At Thursday’s historic and dramatic Senate Judiciary Committee hearing, Judge Brett Kavanaugh issued a fiery and angry response to the testimony of Christine Blasey Ford, who has accused him of sexually assaulting her more than three decades ago. An upset Kavanaugh—who alternated between bursts of belligerence and tear-suppressing sniffles—assailed the hearing as “a calculated and orchestrated political hit.” He railed against “outside left-wing opposition groups” and claimed this “circus” was a Democratic plot fueled by “revenge on behalf of the Clintons,” whom he investigated in the 1990s. When questioned by Democratic senators, Kavanaugh was contentious, argumentative, and combative.
Kavanaugh’s performance at the hearing immediately raised questions about his judicial temperament. During his first set of confirmation hearings, Kavanaugh had declared, “The Supreme Court must never, never be viewed as a partisan institution.” Yet here he was now, hurling politicized vitriol. Judith Resnik, a law professor at Yale, told the New York Times his remarks were “partisan and not judicious.” And legal experts quickly began discussing whether Kavanaugh—whose previous work for independent counsel Kenneth Starr and the George W. Bush administration had already cast him as one of the more partisan federal judges—could be a fair-minded and politics-free arbiter as a Supreme Court justice.
Judicial temperament—and its importance—is a topic much discussed by legal mavens. One described it this way: “Judicial temperament, at its best, is a form of restraint that appears as an even-handedness of vision, a thorough-going fairness that eschews anger in favor of reason and clings to respect of all parties as an essential ingredient for the operation of justice.” Certainly, Kavanaugh’s testimony did not meet those standards.
And Kavanaugh’s appearance might not have met his own standards for judicial temperament.
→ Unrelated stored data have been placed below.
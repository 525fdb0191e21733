use std::net::SocketAddr;
use std::path::PathBuf;
use std::sync::Arc;

use axum::{
    Router,
    extract::{State, WebSocketUpgrade},
    middleware,
    response::IntoResponse,
    routing::{delete, get, post, put},
};
use tower_http::cors::CorsLayer;
use tower_http::trace::TraceLayer;
use tracing::info;

use vesper_api::auth::{self, AppState, AppStateInner};
use vesper_api::middleware::require_auth;
use vesper_api::{attachments, conversations, messages, reactions, social};
use vesper_bus::DeliveryBus;
use vesper_engine::{
    ConversationDirectory, DbRelationshipOracle, FsAttachmentStore, LogNotifier, MessageGateway,
    PermissionEvaluator, RateLimiter,
};

mod ws;

#[derive(Clone)]
struct ServerState {
    app: AppState,
    jwt_secret: String,
}

#[tokio::main]
async fn main() -> anyhow::Result<()> {
    let _ = dotenvy::dotenv();

    tracing_subscriber::fmt()
        .with_env_filter(
            tracing_subscriber::EnvFilter::try_from_default_env()
                .unwrap_or_else(|_| "vesper=debug,tower_http=debug".into()),
        )
        .init();

    let jwt_secret =
        std::env::var("VESPER_JWT_SECRET").unwrap_or_else(|_| "dev-secret-change-me".into());
    let db_path = std::env::var("VESPER_DB_PATH").unwrap_or_else(|_| "vesper.db".into());
    let attachment_dir =
        std::env::var("VESPER_ATTACHMENT_DIR").unwrap_or_else(|_| "attachments".into());
    let host = std::env::var("VESPER_HOST").unwrap_or_else(|_| "0.0.0.0".into());
    let port: u16 = std::env::var("VESPER_PORT")
        .unwrap_or_else(|_| "3000".into())
        .parse()?;

    let db = Arc::new(vesper_db::Database::open(&PathBuf::from(&db_path))?);
    let oracle = Arc::new(DbRelationshipOracle::new(db.clone()));
    let permissions = Arc::new(PermissionEvaluator::new(oracle.clone()));
    let bus = DeliveryBus::new();
    let gateway = Arc::new(MessageGateway::new(
        db.clone(),
        permissions,
        RateLimiter::default(),
        bus.clone(),
        Arc::new(LogNotifier),
    ));
    let directory = Arc::new(ConversationDirectory::new(db.clone(), oracle));
    let attachment_store = Arc::new(FsAttachmentStore::new(PathBuf::from(attachment_dir)).await?);

    let app_state: AppState = Arc::new(AppStateInner {
        db,
        gateway,
        directory,
        bus,
        attachments: attachment_store,
        jwt_secret: jwt_secret.clone(),
    });

    let state = ServerState {
        app: app_state.clone(),
        jwt_secret,
    };

    let public_routes = Router::new()
        .route("/auth/register", post(auth::register))
        .route("/auth/login", post(auth::login))
        .with_state(app_state.clone());

    let protected_routes = Router::new()
        .route("/users/{user_id}/follow", post(social::follow))
        .route("/users/{user_id}/follow", delete(social::unfollow))
        .route("/users/{user_id}/block", post(social::block))
        .route("/users/{user_id}/block", delete(social::unblock))
        .route("/users/me/privacy", put(social::set_privacy))
        .route("/conversations", get(conversations::list))
        .route("/conversations/with/{user_id}", post(conversations::open))
        .route(
            "/conversations/{conversation_id}/messages",
            get(conversations::history).post(messages::send_message),
        )
        .route(
            "/conversations/{conversation_id}/messages/{message_id}",
            delete(messages::delete_message),
        )
        .route("/conversations/{conversation_id}/read", post(conversations::mark_read))
        .route(
            "/conversations/{conversation_id}/messages/{message_id}/reactions",
            post(reactions::add_reaction).delete(reactions::remove_reaction),
        )
        .route("/attachments", post(attachments::upload))
        .route("/attachments/{digest}", get(attachments::download))
        .layer(middleware::from_fn_with_state(app_state.clone(), require_auth))
        .with_state(app_state);

    let ws_route = Router::new().route("/gateway", get(ws_upgrade)).with_state(state);

    let app = Router::new()
        .merge(public_routes)
        .merge(protected_routes)
        .merge(ws_route)
        .layer(CorsLayer::permissive())
        .layer(TraceLayer::new_for_http());

    let addr: SocketAddr = format!("{}:{}", host, port).parse()?;
    info!("vesper server listening on {}", addr);

    let listener = tokio::net::TcpListener::bind(addr).await?;
    axum::serve(listener, app).await?;

    Ok(())
}

async fn ws_upgrade(State(state): State<ServerState>, ws: WebSocketUpgrade) -> impl IntoResponse {
    ws.on_upgrade(move |socket| ws::handle_connection(socket, state.app, state.jwt_secret))
}
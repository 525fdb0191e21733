use std::sync::Arc;

use anyhow::Result;
use uuid::Uuid;

use crate::relationship::RelationshipOracle;
use vesper_types::models::{MessagePrivacy, Verdict};

/// One message allowed toward a non-mutual, `followers`-privacy recipient
/// until they follow back.
pub const REQUEST_LIMIT: u32 = 1;

/// Combines relationship state and the recipient's privacy setting into a
/// messaging verdict. Pure view over the oracle: nothing is cached across
/// sends, so a follow-back takes effect on the very next evaluation.
pub struct PermissionEvaluator {
    oracle: Arc<dyn RelationshipOracle>,
}

impl PermissionEvaluator {
    pub fn new(oracle: Arc<dyn RelationshipOracle>) -> Self {
        Self { oracle }
    }

    pub fn evaluate(&self, sender_id: Uuid, recipient_id: Uuid) -> Result<Verdict> {
        // Blocks dominate everything, in either direction.
        if self.oracle.blocked_either(sender_id, recipient_id)? {
            return Ok(Verdict::Blocked);
        }

        if sender_id == recipient_id {
            return Ok(Verdict::Blocked);
        }

        if self.oracle.message_privacy(recipient_id)? == MessagePrivacy::Anyone {
            return Ok(Verdict::Unlimited);
        }

        let mutual = self.oracle.follows(sender_id, recipient_id)?
            && self.oracle.follows(recipient_id, sender_id)?;
        if mutual {
            return Ok(Verdict::Unlimited);
        }

        Ok(Verdict::Limited { max: REQUEST_LIMIT })
    }
}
In 2015, Kavanaugh gave a speech—titled “The Judge as Umpire”—at the Columbus Law School at Catholic University. It was during this event that he now-infamously said, “What happens at Georgetown Prep stays at Georgetown Prep.” But later in the speech, Kavanaugh explained the importance of judicial temperament. He described the attributes required for a “good judge”: to have the “proper demeanor,” to keep “our emotions in check,” to be “calm amidst the storm,” and to “demonstrate civility.” And, Kavanaugh added, “Don’t be a jerk.”
Here’s what he said:
To be a good judge and a good umpire, it’s important to have the proper demeanor. Really important, I think. To walk in the others’ shoes, whether it be the other litigants, the litigants in the case, the other judges. To understand them. To keep our emotions in check. To be calm amidst the storm. On the bench, to put it in the vernacular, don’t be a jerk. I think that’s important. To be a good umpire and a good judge, don’t be a jerk. In your opinions, to demonstrate civility—I think that’s important as well. To show, to help display, that you are trying to make the decision impartially and dispassionately based on the law and not based on your emotions. That we’re not the bigger than the game…There’s a danger of arrogance, as for umpires and referees, but also for judges. And I would say that danger grows the more time you’re on the bench. As one of my colleagues puts it, you become more like yourself—and that can be a problem.
The Ford-Kavanaugh hearing was a highly charged event, and a challenging moment for them both. But that afternoon, Kavanaugh did not display the qualities he cited for a “good judge.”
Also in that 2015 speech, Kavanaugh made another key point: “First and most obviously,” a judge cannot be a “political partisan.” A jurist, he added, must “avoid any semblance of…partisanship.” At the hearing, Kavanaugh did not demonstrate the ability to put aside partisanship.
The Kavanaugh nomination now depends on what, if anything, the new (and limited) FBI investigation unearths. But the questions about his judicial temperament—justifiably triggered by how he handled himself at last week’s hearing—will linger and remain unresolved.